Competitive binding of small antagonistic peptides to the OsER1 receptor optimizes rice panicle architecture.

Abstract

Rice panicle architecture is a pivotal trait that strongly contributes to grain yield. Small peptide ligands from the OsEPF/EPFL family synergistically control panicle architecture by recognition of the OsER1 receptor and subsequent activation of the OsMKKK10-OsMKK4-OsMPK6 cascade, indicating that specific ligand-receptor pairs orchestrate rice panicle development. However, how small homologous peptides fine-tune organ morphogenesis by targeting a common receptor remains elusive. Here, we report that the small peptide OsEPFL5 acts as a ligand of the OsER1 receptor that inactivates the OsMKKK10-OsMKK4-OsMPK6 cascade, suggesting that OsEPFL5 plays the opposite role to that of the OsEPFL6/7/8/9 subfamily in regulating spikelet number per panicle and grain size.

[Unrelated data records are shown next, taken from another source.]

use serde::Serialize;
use std::sync::Arc;
use uuid::Uuid;

use super::{logged, IdRow};
use crate::auth::SessionManager;
use crate::error::{ClientError, Result};
use crate::models::{Notification, PushRegistration};
use crate::push::PushTokenStore;
use crate::rest::{Order, Query, Rest};

const NOTIFICATIONS: &str = "notifications";
const PUSH_TOKENS: &str = "push_tokens";
const ACTOR_EMBED: &str = "actor:profiles!actor_id(id,username,avatar_url)";

#[derive(Serialize)]
struct ReadFlag {
    read: bool,
}

#[derive(Clone)]
pub struct NotificationRepository {
    rest: Rest,
    session: Arc<SessionManager>,
    push_tokens: PushTokenStore,
}

impl NotificationRepository {
    pub fn new(rest: Rest, session: Arc<SessionManager>, push_tokens: PushTokenStore) -> Self {
        Self {
            rest,
            session,
            push_tokens,
        }
    }

    /// The signed-in user's notifications, newest first
    pub async fn list(&self, limit: u32) -> Result<Vec<Notification>> {
        let result: Result<Vec<Notification>> = async {
            let me = self.session.current_user_id().await?;
            let query = Query::new()
                .select(&format!("*,{}", ACTOR_EMBED))
                .eq("recipient_id", me)
                .order("created_at", Order::Desc)
                .limit(limit);
            self.rest.select(NOTIFICATIONS, &query).await
        }
        .await;
        logged("notifications.list", result)
    }

    pub async fn mark_read(&self, id: Uuid) -> Result<()> {
        let result: Result<()> = async {
            let me = self.session.current_user_id().await?;
            let query = Query::new()
                .select("id")
                .eq("id", id)
                .eq("recipient_id", me);
            let _: Vec<IdRow> = self
                .rest
                .update(NOTIFICATIONS, &query, &ReadFlag { read: true })
                .await?;
            Ok(())
        }
        .await;
        logged("notifications.mark_read", result)
    }

    /// Mark every unread notification as read; returns the ids that changed
    pub async fn mark_all_read(&self) -> Result<Vec<Uuid>> {
        let result: Result<Vec<Uuid>> = async {
            let me = self.session.current_user_id().await?;
            let query = Query::new()
                .select("id")
                .eq("recipient_id", me)
                .eq("read", false);
            let rows: Vec<IdRow> = self
                .rest
                .update(NOTIFICATIONS, &query, &ReadFlag { read: true })
                .await?;
            Ok(rows.into_iter().map(|row| row.id).collect())
        }
        .await;
        logged("notifications.mark_all_read", result)
    }

    /// Register this device's push token for the signed-in user.
    ///
    /// Skipped when this device already registered the same token for the
    /// same user. Returns whether a registration was sent.
    pub async fn register_push_token(&self, token: &str, platform: &str) -> Result<bool> {
        let result: Result<bool> = async {
            if token.trim().is_empty() {
                return Err(ClientError::ValidationError(
                    "Push token cannot be empty".to_string(),
                ));
            }
            let user_id = self.session.current_user_id().await?;
            if self.push_tokens.is_registered(user_id, token) {
                tracing::debug!("Push token already registered for this user, skipping");
                return Ok(false);
            }

            self.rest
                .upsert(
                    PUSH_TOKENS,
                    "token",
                    &PushRegistration {
                        user_id,
                        token,
                        platform,
                    },
                )
                .await?;
            self.push_tokens.record(user_id, token)?;
            tracing::info!(platform, "Push token registered");
            Ok(true)
        }
        .await;
        logged("notifications.register_push_token", result)
    }
}
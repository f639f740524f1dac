use chrono::{DateTime, Utc};
use serde::{Deserialize, Serialize};
use uuid::Uuid;

use super::profile::ProfileSummary;

/// Row of the `recipes` table, with the author embedded when selected
#[derive(Debug, Clone, PartialEq, Serialize, Deserialize)]
pub struct Recipe {
    pub id: Uuid,
    pub user_id: Uuid,
    pub title: String,
    #[serde(default)]
    pub description: Option<String>,
    #[serde(default)]
    pub ingredients: Vec<String>,
    #[serde(default)]
    pub steps: Vec<String>,
    #[serde(default)]
    pub image_url: Option<String>,
    #[serde(default)]
    pub like_count: i64,
    #[serde(default)]
    pub comment_count: i64,
    pub created_at: DateTime<Utc>,
    #[serde(default, skip_serializing_if = "Option::is_none")]
    pub author: Option<ProfileSummary>,
}

/// Insert payload for a new recipe
#[derive(Debug, Clone, Serialize)]
pub struct NewRecipe {
    pub title: String,
    #[serde(skip_serializing_if = "Option::is_none")]
    pub description: Option<String>,
    pub ingredients: Vec<String>,
    pub steps: Vec<String>,
    #[serde(skip_serializing_if = "Option::is_none")]
    pub image_url: Option<String>,
}

/// Which feed to load
#[derive(Debug, Clone, Copy, PartialEq, Eq)]
pub enum FeedKind {
    /// Everyone's recipes, newest first
    Public,
    /// Recipes by followed users
    Following,
    /// Ranked by recent engagement, server-side
    Trending,
    /// Personalised, server-side
    Recommended,
}

/// Offset pagination
#[derive(Debug, Clone, Copy, PartialEq, Eq)]
pub struct Page {
    pub limit: u32,
    pub offset: u32,
}

impl Default for Page {
    fn default() -> Self {
        Self {
            limit: 20,
            offset: 0,
        }
    }
}

impl Page {
    pub fn new(limit: u32, offset: u32) -> Self {
        Self { limit, offset }
    }
}
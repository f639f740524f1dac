// Shared helpers for integration tests

#![allow(dead_code)]

use std::path::PathBuf;
use std::sync::Arc;

use culinair_client::auth::{AuthMethod, IdentityProvider, Session};
use culinair_client::config::Config;
use culinair_client::storage::KvStore;
use culinair_client::Culinair;

pub const USER_ID: &str = "00000000-0000-0000-0000-000000000001";
pub const OTHER_ID: &str = "00000000-0000-0000-0000-000000000002";
pub const RECIPE_ID: &str = "00000000-0000-0000-0000-0000000000aa";

pub fn test_config(backend_url: &str) -> Config {
    Config {
        backend_url: backend_url.to_string(),
        api_key: "anon-key".to_string(),
        store_file: PathBuf::from("unused.sqlite3"),
        store_key: None,
        http_connect_timeout: 5,
        http_request_timeout: 5,
        profile_wait_timeout: 1,
        log_level: "debug".to_string(),
    }
}

/// App over in-memory stores pointed at a mock backend
pub fn test_app(backend_url: &str) -> Culinair {
    test_app_with_provider(backend_url, None)
}

pub fn test_app_with_provider(
    backend_url: &str,
    provider: Option<Arc<dyn IdentityProvider>>,
) -> Culinair {
    let session_kv = KvStore::in_memory("session", None).unwrap();
    let push_kv = session_kv.namespace("push");
    Culinair::with_stores(test_config(backend_url), session_kv, push_kv, provider).unwrap()
}

pub fn session(access: &str, refresh: &str, method: AuthMethod) -> Session {
    Session {
        access_token: access.to_string(),
        refresh_token: refresh.to_string(),
        user_id: USER_ID.to_string(),
        auth_method: method,
    }
}

pub async fn sign_in_locally(app: &Culinair, access: &str, refresh: &str, method: AuthMethod) {
    app.http
        .credentials()
        .save(&session(access, refresh, method))
        .await
        .unwrap();
}

/// Store a session for a specific user, as after that user signs in
pub async fn sign_in_locally_as(app: &Culinair, user_id: &str, access: &str) {
    let session = Session {
        user_id: user_id.to_string(),
        ..session(access, "R-any", AuthMethod::EmailPassword)
    };
    app.http.credentials().save(&session).await.unwrap();
}

/// Token endpoint body for a fresh pair
pub fn token_body(access: &str, refresh: &str) -> String {
    serde_json::json!({
        "access_token": access,
        "refresh_token": refresh,
        "token_type": "bearer",
        "expires_in": 3600,
        "user": { "id": USER_ID, "email": "cook@example.com" }
    })
    .to_string()
}

pub fn recipe_json(id: &str, user_id: &str, title: &str) -> serde_json::Value {
    serde_json::json!({
        "id": id,
        "user_id": user_id,
        "title": title,
        "ingredients": ["flour"],
        "steps": ["mix"],
        "like_count": 0,
        "comment_count": 0,
        "created_at": "2025-01-12T10:00:00Z"
    })
}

Notably, OsEPFL5 competitively replaces the OsEPFL6, OsEPFL7, OsEPFL8, or OsEPFL9 binding to the OsER1 receptor, exposing antagonistic competition between small homologous peptides. Specifically enhancing expression of OsEPFL5 significantly improves grain yield by suppressing functions of the ligand-receptor pairs of OsEPFL6-OsER1, OsEPFL7-OsER1, OsEPFL8-OsER1, and OsEPFL9-OsER1, suggesting that competitive binding to the OsER1 receptor by small antagonistic peptides can optimize rice panicle architecture. Our findings elucidate how a receptor agonist and antagonist define inductive and inhibitory cues to shape rice panicle architecture, thus providing a new method of rationally breaking yield trait coupling by manipulating small antagonistic peptides.